Stored entries
◇ ◇ ◇ ◇ ◇

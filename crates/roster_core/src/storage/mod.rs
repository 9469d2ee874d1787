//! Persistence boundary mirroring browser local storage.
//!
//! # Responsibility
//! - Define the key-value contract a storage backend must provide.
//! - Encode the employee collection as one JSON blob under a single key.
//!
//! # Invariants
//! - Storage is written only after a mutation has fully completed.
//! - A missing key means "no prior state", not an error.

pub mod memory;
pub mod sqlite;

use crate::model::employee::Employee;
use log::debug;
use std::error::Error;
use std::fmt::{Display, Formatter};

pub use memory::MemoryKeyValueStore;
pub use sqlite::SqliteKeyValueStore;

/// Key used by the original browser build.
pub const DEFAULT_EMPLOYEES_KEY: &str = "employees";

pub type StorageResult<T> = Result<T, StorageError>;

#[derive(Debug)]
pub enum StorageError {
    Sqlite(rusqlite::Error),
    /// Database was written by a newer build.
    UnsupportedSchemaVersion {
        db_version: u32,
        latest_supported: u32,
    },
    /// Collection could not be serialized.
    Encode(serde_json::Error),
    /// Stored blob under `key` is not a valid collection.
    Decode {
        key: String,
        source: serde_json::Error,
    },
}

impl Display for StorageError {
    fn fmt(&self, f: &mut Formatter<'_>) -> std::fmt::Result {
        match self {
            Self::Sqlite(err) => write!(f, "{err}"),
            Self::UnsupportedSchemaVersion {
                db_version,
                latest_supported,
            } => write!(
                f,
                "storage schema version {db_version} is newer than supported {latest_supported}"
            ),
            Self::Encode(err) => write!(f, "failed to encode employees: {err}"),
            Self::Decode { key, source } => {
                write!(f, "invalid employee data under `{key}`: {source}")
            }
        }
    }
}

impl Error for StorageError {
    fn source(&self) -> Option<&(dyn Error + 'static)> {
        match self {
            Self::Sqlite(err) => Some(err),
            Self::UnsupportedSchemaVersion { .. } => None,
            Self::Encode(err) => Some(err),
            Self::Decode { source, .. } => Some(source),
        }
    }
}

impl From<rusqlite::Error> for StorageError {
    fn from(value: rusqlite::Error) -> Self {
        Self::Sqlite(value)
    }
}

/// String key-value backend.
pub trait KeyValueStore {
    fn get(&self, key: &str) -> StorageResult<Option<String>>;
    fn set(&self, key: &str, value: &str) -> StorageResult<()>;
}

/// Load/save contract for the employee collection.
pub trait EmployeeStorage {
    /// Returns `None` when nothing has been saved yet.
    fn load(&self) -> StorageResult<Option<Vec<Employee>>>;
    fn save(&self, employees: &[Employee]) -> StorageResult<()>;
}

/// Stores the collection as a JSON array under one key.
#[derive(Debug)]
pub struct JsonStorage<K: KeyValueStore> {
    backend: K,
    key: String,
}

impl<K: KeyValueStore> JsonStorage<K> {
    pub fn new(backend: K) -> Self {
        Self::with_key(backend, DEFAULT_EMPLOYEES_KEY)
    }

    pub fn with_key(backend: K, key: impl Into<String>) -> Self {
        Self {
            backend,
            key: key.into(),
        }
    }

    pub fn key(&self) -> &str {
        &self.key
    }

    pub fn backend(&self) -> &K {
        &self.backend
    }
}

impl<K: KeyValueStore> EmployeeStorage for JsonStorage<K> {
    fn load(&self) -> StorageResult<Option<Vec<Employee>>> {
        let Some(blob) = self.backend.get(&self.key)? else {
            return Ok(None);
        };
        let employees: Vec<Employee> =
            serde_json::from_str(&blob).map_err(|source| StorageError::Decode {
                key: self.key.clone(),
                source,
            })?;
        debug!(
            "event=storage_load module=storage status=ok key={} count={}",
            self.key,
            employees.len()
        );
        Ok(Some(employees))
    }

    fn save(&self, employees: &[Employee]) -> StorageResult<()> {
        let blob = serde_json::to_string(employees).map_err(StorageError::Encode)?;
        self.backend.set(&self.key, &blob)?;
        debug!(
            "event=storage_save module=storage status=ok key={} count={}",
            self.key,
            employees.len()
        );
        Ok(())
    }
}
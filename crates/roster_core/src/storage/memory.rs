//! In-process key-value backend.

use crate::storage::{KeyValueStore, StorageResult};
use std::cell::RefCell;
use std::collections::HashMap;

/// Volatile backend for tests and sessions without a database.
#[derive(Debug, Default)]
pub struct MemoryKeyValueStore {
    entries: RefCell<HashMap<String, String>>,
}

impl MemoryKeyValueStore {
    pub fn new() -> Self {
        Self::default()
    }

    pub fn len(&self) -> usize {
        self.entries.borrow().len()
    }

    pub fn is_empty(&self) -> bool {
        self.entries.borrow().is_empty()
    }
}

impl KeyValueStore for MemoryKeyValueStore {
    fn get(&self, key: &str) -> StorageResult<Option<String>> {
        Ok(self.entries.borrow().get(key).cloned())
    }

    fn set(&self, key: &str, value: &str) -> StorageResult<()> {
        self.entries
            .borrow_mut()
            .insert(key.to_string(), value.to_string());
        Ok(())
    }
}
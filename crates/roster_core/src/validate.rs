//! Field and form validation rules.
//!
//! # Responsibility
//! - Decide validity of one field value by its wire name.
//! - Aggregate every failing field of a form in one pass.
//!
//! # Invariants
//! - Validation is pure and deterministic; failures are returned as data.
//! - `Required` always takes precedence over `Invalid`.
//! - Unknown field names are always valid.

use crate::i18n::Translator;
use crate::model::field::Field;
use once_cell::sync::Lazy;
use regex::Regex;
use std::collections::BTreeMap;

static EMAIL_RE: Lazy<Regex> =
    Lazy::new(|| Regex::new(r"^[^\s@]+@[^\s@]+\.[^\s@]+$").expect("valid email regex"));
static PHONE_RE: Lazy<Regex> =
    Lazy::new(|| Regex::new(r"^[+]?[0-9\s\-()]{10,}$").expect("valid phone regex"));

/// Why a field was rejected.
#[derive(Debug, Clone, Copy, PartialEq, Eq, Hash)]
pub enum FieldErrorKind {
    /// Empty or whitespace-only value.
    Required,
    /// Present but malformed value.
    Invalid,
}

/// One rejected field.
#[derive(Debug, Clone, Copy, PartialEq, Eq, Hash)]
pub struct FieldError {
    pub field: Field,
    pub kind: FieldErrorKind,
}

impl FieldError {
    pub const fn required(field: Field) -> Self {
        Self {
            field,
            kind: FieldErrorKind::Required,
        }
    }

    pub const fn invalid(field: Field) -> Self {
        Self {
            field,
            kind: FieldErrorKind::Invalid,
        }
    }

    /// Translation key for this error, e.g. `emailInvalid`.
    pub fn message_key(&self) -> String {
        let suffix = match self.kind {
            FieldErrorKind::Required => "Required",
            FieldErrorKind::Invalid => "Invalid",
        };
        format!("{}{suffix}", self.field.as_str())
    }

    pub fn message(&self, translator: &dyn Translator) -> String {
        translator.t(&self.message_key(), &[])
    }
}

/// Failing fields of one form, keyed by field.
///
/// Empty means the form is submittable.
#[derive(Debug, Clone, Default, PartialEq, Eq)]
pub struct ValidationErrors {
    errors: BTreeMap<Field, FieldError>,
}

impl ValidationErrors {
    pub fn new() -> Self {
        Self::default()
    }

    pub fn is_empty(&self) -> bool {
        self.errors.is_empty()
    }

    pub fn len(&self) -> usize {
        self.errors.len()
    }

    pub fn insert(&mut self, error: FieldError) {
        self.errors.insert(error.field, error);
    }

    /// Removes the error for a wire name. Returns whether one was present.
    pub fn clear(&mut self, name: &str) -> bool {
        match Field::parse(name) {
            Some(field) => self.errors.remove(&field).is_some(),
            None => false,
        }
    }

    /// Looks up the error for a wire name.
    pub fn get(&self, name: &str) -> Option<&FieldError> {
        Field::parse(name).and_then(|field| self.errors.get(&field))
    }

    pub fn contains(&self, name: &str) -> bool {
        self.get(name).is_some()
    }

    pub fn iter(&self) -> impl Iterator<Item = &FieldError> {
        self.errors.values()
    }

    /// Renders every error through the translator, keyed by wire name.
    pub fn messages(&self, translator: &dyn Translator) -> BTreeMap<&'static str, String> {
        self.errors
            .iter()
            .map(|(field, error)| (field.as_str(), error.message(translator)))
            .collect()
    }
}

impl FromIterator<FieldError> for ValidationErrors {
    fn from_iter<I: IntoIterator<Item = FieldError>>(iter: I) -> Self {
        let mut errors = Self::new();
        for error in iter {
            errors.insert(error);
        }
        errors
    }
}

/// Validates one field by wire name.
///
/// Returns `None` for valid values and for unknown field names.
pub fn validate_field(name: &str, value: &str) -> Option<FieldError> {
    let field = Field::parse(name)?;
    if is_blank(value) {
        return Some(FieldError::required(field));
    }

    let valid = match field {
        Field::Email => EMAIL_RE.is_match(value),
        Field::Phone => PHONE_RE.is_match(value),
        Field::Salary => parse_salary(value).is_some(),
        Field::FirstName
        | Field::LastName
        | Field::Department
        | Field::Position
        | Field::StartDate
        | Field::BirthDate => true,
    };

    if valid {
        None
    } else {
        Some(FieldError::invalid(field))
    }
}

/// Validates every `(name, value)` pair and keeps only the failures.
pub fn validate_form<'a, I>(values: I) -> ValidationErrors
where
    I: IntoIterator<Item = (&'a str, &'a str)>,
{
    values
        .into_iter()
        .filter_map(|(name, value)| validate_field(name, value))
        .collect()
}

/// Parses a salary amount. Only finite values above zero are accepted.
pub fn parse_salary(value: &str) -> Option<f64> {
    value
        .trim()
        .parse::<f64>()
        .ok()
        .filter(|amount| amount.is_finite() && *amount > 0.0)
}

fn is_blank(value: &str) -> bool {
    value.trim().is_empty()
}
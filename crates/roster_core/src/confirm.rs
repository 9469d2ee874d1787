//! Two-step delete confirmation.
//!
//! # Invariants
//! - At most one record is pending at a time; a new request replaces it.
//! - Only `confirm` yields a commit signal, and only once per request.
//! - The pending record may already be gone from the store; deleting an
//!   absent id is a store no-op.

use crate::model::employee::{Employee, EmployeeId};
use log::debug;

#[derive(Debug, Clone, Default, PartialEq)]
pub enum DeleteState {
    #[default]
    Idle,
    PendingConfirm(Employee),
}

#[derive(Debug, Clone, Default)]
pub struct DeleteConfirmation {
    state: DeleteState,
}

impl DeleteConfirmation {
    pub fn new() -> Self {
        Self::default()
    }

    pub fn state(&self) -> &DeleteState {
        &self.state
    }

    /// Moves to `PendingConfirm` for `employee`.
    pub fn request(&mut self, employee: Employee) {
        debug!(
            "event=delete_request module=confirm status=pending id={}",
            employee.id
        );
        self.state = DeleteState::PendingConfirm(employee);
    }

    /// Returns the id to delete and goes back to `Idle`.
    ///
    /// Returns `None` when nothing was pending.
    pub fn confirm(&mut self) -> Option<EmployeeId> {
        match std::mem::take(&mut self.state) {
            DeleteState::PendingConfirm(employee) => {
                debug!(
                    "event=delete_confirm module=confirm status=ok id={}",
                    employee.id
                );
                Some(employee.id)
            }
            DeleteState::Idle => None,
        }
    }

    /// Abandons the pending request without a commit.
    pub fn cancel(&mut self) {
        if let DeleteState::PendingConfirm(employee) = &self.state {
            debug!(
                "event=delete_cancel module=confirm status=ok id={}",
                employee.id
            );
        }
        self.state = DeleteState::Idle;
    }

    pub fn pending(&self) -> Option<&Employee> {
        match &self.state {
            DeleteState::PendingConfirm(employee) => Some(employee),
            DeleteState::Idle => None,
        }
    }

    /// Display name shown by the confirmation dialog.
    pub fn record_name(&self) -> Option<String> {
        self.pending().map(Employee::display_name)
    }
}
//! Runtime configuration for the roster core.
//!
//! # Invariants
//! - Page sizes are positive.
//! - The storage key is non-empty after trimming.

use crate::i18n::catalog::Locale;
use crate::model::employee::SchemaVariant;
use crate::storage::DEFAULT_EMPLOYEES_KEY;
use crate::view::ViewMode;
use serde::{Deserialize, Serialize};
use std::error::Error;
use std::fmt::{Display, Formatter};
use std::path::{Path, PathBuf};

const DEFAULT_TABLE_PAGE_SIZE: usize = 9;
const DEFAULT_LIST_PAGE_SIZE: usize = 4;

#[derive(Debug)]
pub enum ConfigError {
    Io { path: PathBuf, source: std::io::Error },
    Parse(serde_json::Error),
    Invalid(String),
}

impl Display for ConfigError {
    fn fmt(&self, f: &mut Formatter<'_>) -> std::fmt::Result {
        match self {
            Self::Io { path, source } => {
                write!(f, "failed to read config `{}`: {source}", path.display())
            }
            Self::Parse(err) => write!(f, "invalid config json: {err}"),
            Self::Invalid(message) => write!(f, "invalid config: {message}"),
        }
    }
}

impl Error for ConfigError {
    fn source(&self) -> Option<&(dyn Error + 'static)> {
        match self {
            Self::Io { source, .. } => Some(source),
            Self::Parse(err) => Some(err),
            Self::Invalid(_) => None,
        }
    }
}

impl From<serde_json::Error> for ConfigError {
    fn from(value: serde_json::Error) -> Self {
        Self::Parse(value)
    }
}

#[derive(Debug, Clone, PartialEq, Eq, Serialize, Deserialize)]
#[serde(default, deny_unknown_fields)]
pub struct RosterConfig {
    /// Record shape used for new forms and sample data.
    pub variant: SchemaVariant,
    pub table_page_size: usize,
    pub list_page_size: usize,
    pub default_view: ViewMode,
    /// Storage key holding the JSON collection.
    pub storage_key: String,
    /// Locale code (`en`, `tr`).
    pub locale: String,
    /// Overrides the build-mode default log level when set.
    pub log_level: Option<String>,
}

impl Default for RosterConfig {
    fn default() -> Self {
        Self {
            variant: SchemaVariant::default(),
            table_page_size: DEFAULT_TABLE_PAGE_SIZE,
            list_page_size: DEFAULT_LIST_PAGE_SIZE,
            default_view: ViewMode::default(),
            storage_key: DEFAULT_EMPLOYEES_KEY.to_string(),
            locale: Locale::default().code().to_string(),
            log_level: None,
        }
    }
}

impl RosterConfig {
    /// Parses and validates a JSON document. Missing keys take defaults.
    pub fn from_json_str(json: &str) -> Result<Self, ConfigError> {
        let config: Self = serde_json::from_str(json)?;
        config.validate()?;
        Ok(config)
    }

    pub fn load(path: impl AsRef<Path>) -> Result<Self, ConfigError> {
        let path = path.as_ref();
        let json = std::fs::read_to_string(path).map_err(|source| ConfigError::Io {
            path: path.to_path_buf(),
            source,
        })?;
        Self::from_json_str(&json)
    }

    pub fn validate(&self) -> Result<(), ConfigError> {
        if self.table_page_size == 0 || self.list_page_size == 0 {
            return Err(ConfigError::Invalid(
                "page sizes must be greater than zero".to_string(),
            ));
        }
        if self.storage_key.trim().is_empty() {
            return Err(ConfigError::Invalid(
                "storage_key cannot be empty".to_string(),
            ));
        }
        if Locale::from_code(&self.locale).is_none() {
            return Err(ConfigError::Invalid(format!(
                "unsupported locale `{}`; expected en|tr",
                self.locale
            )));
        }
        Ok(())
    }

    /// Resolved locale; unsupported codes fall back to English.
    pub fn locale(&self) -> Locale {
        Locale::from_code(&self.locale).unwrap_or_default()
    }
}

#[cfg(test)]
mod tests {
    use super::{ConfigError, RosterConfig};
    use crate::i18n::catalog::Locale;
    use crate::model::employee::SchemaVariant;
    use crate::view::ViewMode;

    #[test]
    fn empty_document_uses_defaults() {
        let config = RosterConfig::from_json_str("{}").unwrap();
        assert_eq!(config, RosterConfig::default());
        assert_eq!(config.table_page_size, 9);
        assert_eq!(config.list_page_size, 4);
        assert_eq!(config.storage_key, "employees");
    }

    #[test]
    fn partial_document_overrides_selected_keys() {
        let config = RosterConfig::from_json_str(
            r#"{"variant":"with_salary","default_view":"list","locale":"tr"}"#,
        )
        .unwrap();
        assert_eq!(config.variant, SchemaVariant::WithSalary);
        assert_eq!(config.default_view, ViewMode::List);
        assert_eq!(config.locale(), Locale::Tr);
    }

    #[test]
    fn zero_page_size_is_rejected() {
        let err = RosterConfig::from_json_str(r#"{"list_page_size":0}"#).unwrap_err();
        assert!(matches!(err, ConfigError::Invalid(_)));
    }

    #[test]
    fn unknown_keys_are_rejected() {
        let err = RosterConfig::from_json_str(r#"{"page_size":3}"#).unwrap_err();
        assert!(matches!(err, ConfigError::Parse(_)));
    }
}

◇ ◇ ◇ ◇ ◇

### WHAT YOU WILL DO:
Copy every line from the records that holds the string "when".

### SOLUTION FOR THIS TASK:
    /// Returns `None` when nothing has been saved yet.
    /// Returns `None` when nothing was pending.
    /// Overrides the build-mode default log level when set.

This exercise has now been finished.